It is true that, in some way, the Bushite regime represents the worst of the cultures of both the North and the South. This fascist set of forces includes both the greed and heartlessness that characterized some Yankee capitalists and the false piety and false righteousness that was the underside of the former slave culture.
But predominantly, the Bushite regime is an expression of the culture of the South. (That is at least somewhat suggested by a look at the red-blue maps of the past two presidential elections. And those maps should be read with the fact born in mind that following the Civil War, the patterns of migration and settlement spread a good deal of "the culture of the South" into the new states of the West.)
That culture has its virtues. But it also has a major vulnerability at the level of moral vision. And it is at that level that the conflict going on in America today around this regime recapitulates a core element of the Civil War of a hundred and fifty years ago.
In each of these American crises, the South has fought for a world in which it has the right to dominate others -- whether through slavery (at least for the ruling slave-holding class, which is the part of Southern society that wanted the Civil War), or, as in the present crisis, through imperialism or through the lauching of a crusade.
And in each, the Southerners have told themselves that they are on God's side and God is on theirs.
Every culture has its defects, and every society has had its dark episodes. These two are the biggest instances in which the defects of the South have wrought great destruction.

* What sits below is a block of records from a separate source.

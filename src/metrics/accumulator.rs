// src/metrics/accumulator.rs
//
// Reset-policy engine: one recorder plus the temporal policy deciding when
// its interval is rotated.

use std::sync::Arc;

use tracing::debug;

use crate::api::SnapshotSource;
use crate::clock::Clock;
use crate::config::{sorted_percentiles, ConfigError, HistogramConfig, ResetPolicy};
use crate::metrics::recorder::HistogramRecorder;
use crate::metrics::snapshot::Snapshot;
use crate::rotation::RotationGuard;

#[derive(Debug)]
enum PolicyState {
    ResetOnSnapshot,
    ResetPeriodically(RotationGuard),
    Uniform,
}

/// A recorder wrapped with one of the three reset policies.
///
/// Under the periodic policy a value recorded between the winning rotation
/// CAS and the recorder clear is discarded with the old interval; see
/// [`RotationGuard::try_rotate`].
///
/// `record` never waits on `snapshot` for longer than the recorder's own
/// single-value critical section or an O(1) histogram swap, plus an O(1)
/// rotation check.
#[derive(Debug)]
pub struct Accumulator {
    recorder: HistogramRecorder,
    policy: PolicyState,
    clock: Arc<dyn Clock>,
    percentiles: Option<Vec<f64>>,
    #[cfg(test)]
    discarded: std::sync::atomic::AtomicU64,
}

impl Accumulator {
    pub fn new(config: &HistogramConfig, clock: Arc<dyn Clock>) -> Result<Self, ConfigError> {
        config.validate()?;
        let recorder = HistogramRecorder::new(config)?;
        let policy = match config.reset_policy {
            ResetPolicy::OnSnapshot => PolicyState::ResetOnSnapshot,
            ResetPolicy::Periodically(period) => {
                PolicyState::ResetPeriodically(RotationGuard::new(period, clock.now_millis())?)
            }
            ResetPolicy::Never => PolicyState::Uniform,
        };
        Ok(Self {
            recorder,
            policy,
            clock,
            percentiles: config.predefined_percentiles.as_deref().map(sorted_percentiles),
            #[cfg(test)]
            discarded: std::sync::atomic::AtomicU64::new(0),
        })
    }

    pub fn record(&self, value: u64) {
        self.rotate_if_due();
        self.recorder.record(value);
    }

    /// Summary of the current interval, applying the policy's read semantics.
    pub fn snapshot(&self) -> Snapshot {
        let hdr = match &self.policy {
            PolicyState::ResetOnSnapshot => self.recorder.take_and_reset(),
            PolicyState::ResetPeriodically(_) => {
                self.rotate_if_due();
                self.recorder.peek()
            }
            PolicyState::Uniform => self.recorder.peek(),
        };
        Snapshot::from_histogram(hdr, self.percentiles.as_deref())
    }

    /// Rough upper bound of the memory held by the recorder and one snapshot.
    pub fn estimated_footprint_in_bytes(&self) -> usize {
        // active, spare and accumulated counts + the copy taken for a snapshot
        4 * self.recorder.distinct_values() * std::mem::size_of::<u64>()
    }

    fn rotate_if_due(&self) {
        if let PolicyState::ResetPeriodically(guard) = &self.policy {
            let now = self.clock.now_millis();
            if guard.try_rotate(now) {
                let discarded = self.recorder.reset();
                #[cfg(test)]
                self.discarded
                    .fetch_add(discarded, std::sync::atomic::Ordering::AcqRel);
                debug!("rotated histogram interval at {} ms, discarded {} values", now, discarded);
            }
        }
    }
}

impl SnapshotSource for Accumulator {
    type Summary = Arc<Snapshot>;

    fn snapshot(&self) -> Arc<Snapshot> {
        Arc::new(Accumulator::snapshot(self))
    }
}

#[cfg(test)]
mod tests {
    use super::*;
    use crate::clock::MockClock;
    use std::sync::atomic::{AtomicUsize, Ordering};
    use std::thread;
    use std::time::Duration;

    fn accumulator(policy: ResetPolicy, clock: Arc<MockClock>) -> Accumulator {
        let config = HistogramConfig {
            reset_policy: policy,
            predefined_percentiles: None,
            ..Default::default()
        };
        Accumulator::new(&config, clock).unwrap()
    }

    #[test]
    fn test_reset_on_snapshot_reads_and_clears() {
        let acc = accumulator(ResetPolicy::OnSnapshot, Arc::new(MockClock::new(0)));
        acc.record(10);
        acc.record(30);

        let first = acc.snapshot();
        assert_eq!((first.min(), first.max(), first.count()), (10, 30, 2));

        acc.record(5);
        let second = acc.snapshot();
        assert_eq!((second.min(), second.max(), second.count()), (5, 5, 1));

        assert!(acc.snapshot().is_empty());
    }

    #[test]
    fn test_uniform_never_clears() {
        let clock = Arc::new(MockClock::new(0));
        let acc = accumulator(ResetPolicy::Never, clock.clone());
        acc.record(10);
        assert_eq!(acc.snapshot().count(), 1);

        clock.advance(Duration::from_secs(3600));
        acc.record(1000);
        let snapshot = acc.snapshot();
        assert_eq!((snapshot.min(), snapshot.max(), snapshot.count()), (10, 1000, 2));
    }

    #[test]
    fn test_periodic_rotation_discards_old_interval() {
        let clock = Arc::new(MockClock::new(10_000));
        let acc = accumulator(ResetPolicy::Periodically(Duration::from_millis(100)), clock.clone());
        acc.record(1);
        acc.record(2);
        assert_eq!(acc.snapshot().count(), 2);
        assert_eq!(acc.snapshot().count(), 2);

        // Rotation happens on elapsed time even when only a reader shows up.
        clock.advance_millis(100);
        assert!(acc.snapshot().is_empty());
    }

    #[test]
    fn test_backward_clock_does_not_rotate() {
        let clock = Arc::new(MockClock::new(10_000));
        let acc = accumulator(ResetPolicy::Periodically(Duration::from_millis(100)), clock.clone());
        acc.record(3);
        clock.set_millis(0);
        acc.record(4);
        assert_eq!(acc.snapshot().count(), 2);
    }

    #[test]
    fn test_zero_period_rejected() {
        let config = HistogramConfig {
            reset_policy: ResetPolicy::Periodically(Duration::ZERO),
            ..Default::default()
        };
        let err = Accumulator::new(&config, Arc::new(MockClock::new(0))).unwrap_err();
        assert!(matches!(err, ConfigError::NonPositivePeriod { .. }));
    }

    #[test]
    fn test_periodic_rotation_conserves_records() {
        let clock = Arc::new(MockClock::new(0));
        let acc = Arc::new(accumulator(ResetPolicy::Periodically(Duration::from_millis(10)), clock.clone()));
        let writers = 8;
        let per_writer = 20_000u64;
        let finished = Arc::new(AtomicUsize::new(0));

        let ticker = {
            let clock = Arc::clone(&clock);
            let finished = Arc::clone(&finished);
            thread::spawn(move || {
                while finished.load(Ordering::SeqCst) < writers {
                    clock.advance_millis(7);
                    thread::yield_now();
                }
            })
        };
        let handles: Vec<_> = (0..writers)
            .map(|w| {
                let acc = Arc::clone(&acc);
                let clock = Arc::clone(&clock);
                let finished = Arc::clone(&finished);
                thread::spawn(move || {
                    for i in 0..per_writer {
                        if i == per_writer / 2 {
                            while clock.now_millis() < 20 {
                                thread::yield_now();
                            }
                        }
                        acc.record(i % 1_000 + w as u64 + 1);
                    }
                    finished.fetch_add(1, Ordering::SeqCst);
                })
            })
            .collect();
        for handle in handles {
            handle.join().unwrap();
        }
        ticker.join().unwrap();

        // No reader ran, so every discarded value was still pending in the
        // active histogram when its window closed.
        let remaining = acc.recorder.peek().len();
        let discarded = acc.discarded.load(Ordering::SeqCst);
        assert!(discarded > 0, "clock never crossed a period boundary");
        assert_eq!(discarded + remaining, writers as u64 * per_writer);
    }
}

The South in the 1850s went crazy to the dark side. In its overreaching effort to make America a slave society through and through, the South then tried to overturn the old balances that had kept the peace. The Southerners made this bid for domination through things like the Fugitive Slave Law, the abrogation of the long-standing Missouri Compromise, and the dreadful Dred Scott decision.
They yielded to a dark impulse that ignited the bloody conflagration that previous generations of statesmen from both sides had worked hard to avoid.
And so came the terrible war.
In response to that dark impulse, there swept the North a righteous anger that we here on NSB would recognize: a battle hymn that declared, "Mine eyes have seen the glory of the coming of the Lord. He has trampled on the vintage where the grapes of wrath are stored."
And now the dark side of the spirit of the South has risen up in the form of the Bushite drive to tear down the American structure of democracy and construct --as far as they could take it --a fascist society.
It is the white people of the South who, more than any other demographic group, have embraced these thugs. The support for this regime from Southern whites has been secured through several channels. One source has been the artfulness with which the Bushite leaders have wrapped themselves in the flag and have held high the cross. And this enlistment of the South has been accomplished through the ability of the Bushites to speak in terms that resonate with a culture that organizes value in terms of the concept of "honor." *
And it has happened because from its inception, the Southern culture of honor was also organized around the matters of race and, in particular, the enslavement of one race by another. This instilled a dark element near the heart of the Southern spirit. The combination of the belief in white supremacy (whose historical place in Southern culture would be difficult to over-estimate) and of the institution of slavery that belief justified, sowed a moral problem at the root of the culture: it involved enshrining, as God's will, some very thuglike forms of domination.
There is a beauty in the culture of honor, and there is a part of it that works for goodness and virtue. But there is another part of the Southern culture that can too readily mistake the evil for the good.